Pages

Thursday, January 29, 2009

7 juni 2008

Kembali menekuni kebiasaan lama, menuangkan apa yang ada di dalam pikiran menjadi sebuah tulisan. Hari ini, 7 juni 2008, mengawali hari dengan memberi asistensi untuk kelas fisika medik. Sedikit berkeringat, hampir membuat emosi meledak dalam tawa, ternyata yang tua masihlah lebih cekatan dari yang muda.
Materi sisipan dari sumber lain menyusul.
//! The pass-execution monad.
//!
//! A [`Pass`] is a deferred computation over pass-local state `S` that either
//! produces a value `A` or fails with a [`PassError`]. Passes compose with
//! [`Pass::map`], [`Pass::and_then`], [`Pass::then`], [`sequence`] and
//! [`traverse`]; the first error aborts every remaining step.
//!
//! Two entry points run a pass against an initial state:
//!
//! - [`evaluate`] returns the produced value and drops the final state
//! - [`execute`] returns the final state and drops the produced value
//!
//! On failure both return only the error. The state a failed pass was
//! working on is dropped with it, so no partially updated state escapes.
//!
//! # Example
//!
//! ```text
//! let count = modify(|n: &mut u32| *n += 1)
//!     .then(gets(|n: &u32| *n * 10));
//!
//! assert_eq!(evaluate(count, 4), Ok(50));
//! ```
//!
//! Recursive passes usually write their inner steps as plain functions over
//! `&mut S` returning [`PassResult`], propagating with `?`, and wrap them
//! with [`Pass::new`] at the seams where steps are sequenced.

use lam_diagnostic::{PassError, PassResult};

/// One step (or a composition of steps) of a compiler pass.
#[must_use = "a pass does nothing until it is evaluated or executed"]
pub struct Pass<'a, S, A> {
    step: Box<dyn FnOnce(&mut S) -> PassResult<A> + 'a>,
}

impl<'a, S: 'a, A: 'a> Pass<'a, S, A> {
    /// Wrap a step that may read and replace the state and may fail.
    pub fn new<F>(step: F) -> Self
    where
        F: FnOnce(&mut S) -> PassResult<A> + 'a,
    {
        Pass {
            step: Box::new(step),
        }
    }

    /// A step that succeeds with `value` and leaves the state alone.
    pub fn pure(value: A) -> Self {
        Pass::new(move |_| Ok(value))
    }

    /// A step that aborts the pass with `error`.
    pub fn fail(error: PassError) -> Self {
        Pass::new(move |_| Err(error))
    }

    /// A step that reports an already computed outcome.
    pub fn lift(result: PassResult<A>) -> Self {
        Pass::new(move |_| result)
    }

    /// Run the step against caller-held state.
    ///
    /// On failure `state` may have been partially updated. Callers outside
    /// this module go through [`evaluate`] or [`execute`], which discard it.
    pub fn run(self, state: &mut S) -> PassResult<A> {
        (self.step)(state)
    }

    /// Transform the produced value.
    pub fn map<B, F>(self, f: F) -> Pass<'a, S, B>
    where
        B: 'a,
        F: FnOnce(A) -> B + 'a,
    {
        Pass::new(move |state| self.run(state).map(f))
    }

    /// Feed the produced value into the next step.
    pub fn and_then<B, F>(self, f: F) -> Pass<'a, S, B>
    where
        B: 'a,
        F: FnOnce(A) -> Pass<'a, S, B> + 'a,
    {
        Pass::new(move |state| {
            let value = self.run(state)?;
            f(value).run(state)
        })
    }

    /// Run `next` after this step, keeping only `next`'s value.
    pub fn then<B: 'a>(self, next: Pass<'a, S, B>) -> Pass<'a, S, B> {
        self.and_then(move |_| next)
    }
}

/// Read a copy of the current state.
pub fn get<'a, S: Clone + 'a>() -> Pass<'a, S, S> {
    Pass::new(|state: &mut S| Ok(state.clone()))
}

/// Project a value out of the current state.
pub fn gets<'a, S: 'a, A: 'a>(f: impl FnOnce(&S) -> A + 'a) -> Pass<'a, S, A> {
    Pass::new(move |state: &mut S| Ok(f(state)))
}

/// Replace the current state.
pub fn put<'a, S: 'a>(new_state: S) -> Pass<'a, S, ()> {
    Pass::new(move |state: &mut S| {
        *state = new_state;
        Ok(())
    })
}

/// Update the current state in place.
pub fn modify<'a, S: 'a>(f: impl FnOnce(&mut S) + 'a) -> Pass<'a, S, ()> {
    Pass::new(move |state: &mut S| {
        f(state);
        Ok(())
    })
}

/// Run `passes` in order and collect their values.
pub fn sequence<'a, S: 'a, A: 'a>(
    passes: impl IntoIterator<Item = Pass<'a, S, A>>,
) -> Pass<'a, S, Vec<A>> {
    let passes: Vec<_> = passes.into_iter().collect();
    Pass::new(move |state| passes.into_iter().map(|pass| pass.run(state)).collect())
}

/// Build a step for each item with `f` and run them in order.
///
/// Steps are built lazily: once one fails, `f` is not called for the
/// remaining items.
pub fn traverse<'a, S, T, A, F>(items: impl IntoIterator<Item = T>, mut f: F) -> Pass<'a, S, Vec<A>>
where
    S: 'a,
    T: 'a,
    A: 'a,
    F: FnMut(T) -> Pass<'a, S, A> + 'a,
{
    let items: Vec<T> = items.into_iter().collect();
    Pass::new(move |state| {
        let mut values = Vec::with_capacity(items.len());
        for item in items {
            values.push(f(item).run(state)?);
        }
        Ok(values)
    })
}

/// Run `pass` from `initial` and return its value. The final state is
/// dropped.
pub fn evaluate<S, A>(pass: Pass<'_, S, A>, initial: S) -> PassResult<A> {
    let mut state = initial;
    pass.run(&mut state)
        .inspect_err(|error| tracing::debug!(%error, "pass aborted"))
}

/// Run `pass` from `initial` and return its final state. The produced value
/// is dropped.
pub fn execute<S, A>(pass: Pass<'_, S, A>, initial: S) -> PassResult<S> {
    let mut state = initial;
    match pass.run(&mut state) {
        Ok(_) => Ok(state),
        Err(error) => {
            tracing::debug!(%error, "pass aborted");
            Err(error)
        }
    }
}

#[cfg(test)]
mod tests;
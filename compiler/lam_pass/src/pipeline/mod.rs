//! The pass pipeline.
//!
//! ```text
//! parser output → translate → free_vars → verify (per VerifyMode)
//! ```
//!
//! Each stage either produces the next program or aborts the whole
//! pipeline with its error. Lowering is not part of the pipeline until it
//! is implemented.

use std::collections::BTreeSet;

use lam_diagnostic::{ParseError, PassResult};
use lam_ir::{Progn, Ref, Surface};

use crate::free_vars::free_vars;
use crate::translate::{translate, TranslateOptions};
use crate::verify::verify;

/// When the verifier runs.
///
/// The verifier reports user errors (`Undefined`, `Type`) as well as broken
/// invariants, so anything other than `Always` can change what `compile`
/// returns for an open or ill-typed program.
#[derive(Copy, Clone, Debug, Default, Eq, PartialEq)]
pub enum VerifyMode {
    #[default]
    Always,
    /// Only in builds with debug assertions.
    DebugOnly,
    Never,
}

impl VerifyMode {
    pub fn enabled(self) -> bool {
        match self {
            VerifyMode::Always => true,
            VerifyMode::DebugOnly => cfg!(debug_assertions),
            VerifyMode::Never => false,
        }
    }
}

#[derive(Copy, Clone, Debug, Default, Eq, PartialEq)]
pub struct PipelineConfig {
    pub translate: TranslateOptions,
    pub verify: VerifyMode,
}

/// Output of a successful pipeline run.
#[derive(Clone, Debug, Eq, PartialEq)]
pub struct Compiled {
    pub progn: Progn,
    /// References left unbound by translation.
    pub free: BTreeSet<Ref>,
}

/// Run the pipeline over the parser's output.
///
/// A parse failure is wrapped into `PassError::Parse` and nothing else runs.
#[tracing::instrument(level = "debug", skip_all)]
pub fn compile(
    parsed: Result<Surface, ParseError>,
    config: &PipelineConfig,
) -> PassResult<Compiled> {
    let tree = parsed?;
    let progn = translate(tree, config.translate)?;
    let free = free_vars(&progn)?;
    let progn = if config.verify.enabled() {
        verify(progn)?
    } else {
        progn
    };
    Ok(Compiled { progn, free })
}

#[cfg(test)]
#[expect(clippy::unwrap_used, reason = "Tests use unwrap for brevity")]
mod tests;
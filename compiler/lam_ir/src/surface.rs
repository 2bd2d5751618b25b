//! Surface tree handed over by the parser.
//!
//! The surface tree is liberal: names are bare strings, parameter
//! annotations may be missing, and nothing has been type-checked. Translation
//! turns it into a [`Progn`](crate::Progn).

use crate::{Name, Type};

/// A lambda parameter with its (optional) type annotation.
#[derive(Clone, Debug, Eq, PartialEq, Hash)]
pub struct Param {
    pub name: Name,
    pub ty: Option<Type>,
}

impl Param {
    pub fn new(name: impl Into<Name>, ty: Type) -> Self {
        Param {
            name: name.into(),
            ty: Some(ty),
        }
    }

    /// A parameter written without an annotation.
    pub fn untyped(name: impl Into<Name>) -> Self {
        Param {
            name: name.into(),
            ty: None,
        }
    }
}

/// A surface expression.
#[derive(Clone, Debug, Eq, PartialEq, Hash)]
pub enum Surface {
    Var(Name),
    Int(i64),
    Bool(bool),
    App(Box<Surface>, Vec<Surface>),
    Lambda(Vec<Param>, Box<Surface>),
    /// Non-recursive `let name = value; body`.
    Let(Name, Box<Surface>, Box<Surface>),
}

impl Surface {
    pub fn var(name: impl Into<Name>) -> Self {
        Surface::Var(name.into())
    }

    pub fn int(value: i64) -> Self {
        Surface::Int(value)
    }

    pub fn bool(value: bool) -> Self {
        Surface::Bool(value)
    }

    pub fn app(func: Surface, args: impl IntoIterator<Item = Surface>) -> Self {
        Surface::App(Box::new(func), args.into_iter().collect())
    }

    pub fn lambda(params: impl IntoIterator<Item = Param>, body: Surface) -> Self {
        Surface::Lambda(params.into_iter().collect(), Box::new(body))
    }

    pub fn let_in(name: impl Into<Name>, value: Surface, body: Surface) -> Self {
        Surface::Let(name.into(), Box::new(value), Box::new(body))
    }

    /// Split the chain of `let`s at the root of the tree from the innermost
    /// body.
    ///
    /// `let a = 1; let b = a; b` splits into `[(a, 1), (b, a)]` and `b`.
    pub fn into_top_level(self) -> (Vec<(Name, Surface)>, Surface) {
        let mut lets = Vec::new();
        let mut tree = self;
        while let Surface::Let(name, value, body) = tree {
            lets.push((name, *value));
            tree = *body;
        }
        (lets, tree)
    }
}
Menjelang siang, menghambur pergi bersama si enang dengan tujuan salah satu pusat perbelanjaan yang ada di kota ini. Waktu ashar tak lama lagi akan tiba, akhirnya memutuskan singgah ke masjid terdekat yang berada tidak jauh dari pusat belanja yang saya dan eneng tuju pada awalnya.


Memasuki pelataran masjid, berjalan beriringan menuju tempat wudhu wanita, selesai. Masuk masjid dengan niatan ingin menunaikan sholat barang dua rakaat saja, tapi tak dapat. Seorang ustadz sedang berceramah dihadapan ibu-ibu tua, umur mereka berkisar antara 55thn-70thn, mungkin renta lebih tepatnya.


Si eneng berkata, ”teh, lihat ibu yang tua itu, emang masih bisa kelihatan apa yang dia baca?” pertanyaan retorik, lalu saya katakan sembari tersenyum padanya ”makanya, kalau nanti kita bertaubat, jangan nunggu tua dulu, repot” kami berdua pun tertawa tertahan.


Waktu ashar masih kan lama rupanya, kira-kira 30’ menit lagi agaknya.


Pak ustadz orang sumatera, belakangan saya terka ia orang sumatera selatan. Gaya bicaranya khas orang sumatera, kental. Kalau sekiranya yang mendengarkan pak ustadz berceramah bukan orang asli sini, tentunya si bapak ustadz akan dikira marah-marah melulu pada si ibu-ibu.


’Baru dua lembar saja, aku mengantuk....’

’pagi menjelang, kicau burung-burung sudah membuka hari sedari tadi, hmmh hari ini hari minggu. Malas sekali rasanya menulis, meneruskan kisah yang sempat terputus semalam tadi, beginilah kiranya kalau sudah menunda.......’


Gaya bicara yang totok, saya taksir umur pak ustadz sekitar 40 thn atau mungkin lebih, entahlah. Beliau duduk di sebuah kursi dilengkapi dengan meja dan microphone sebagai alat bantu bicara. Ibu-ibu tua itu memperhatikan dengan seksama, saya pikir mereka pastinya ibu-ibu pengajian khusus peerkumpulan para pedagang yang ada di daerah ini.


Peserta yang datang tidaklah ramai meskipun saya tidak menghitungnya, tapi kira-kira tidak sampai 15 orang jumlahnya.


Menarik, mereka begitu mengikuti apa yang pak ustadz sampaikan. Saya dan si eneng hanya mengamati dari kejauhan, tidak enak bergabung dengan mereka, karena memang nampaknya itu merupakan pengajian yang memang rutin ibu-ibu itu adakan.


Ibu-ibu atau lebih tepatnya nenek-nenek ’ah apa pun itu’ mereka duduk mengelilingi pak ustadz dengan menggunakan meja panjang yang di tempat saya biasa digunakan untuk mengaji. Begitu antusiasnya, saya nilai, begitu karena begitu sesi tanya jawab tiba, ibu-ibu itu langsung bertanya.


Mengamati dari awal hingga akhir ceramah pak ustadz, ternyata yang menjadi bahasan kali ini, tidak jauh dari persoalan poligami. Ibu-ibu itu membekali diri mereka dengan Al Qur’an dan sebuah buku bersampul hijau muda. Entah buku macam apa saya tidak tahu, yang pasti isi di dalam buku itu, menjadi pedoman pengajian yang pak ustadz sampaikan.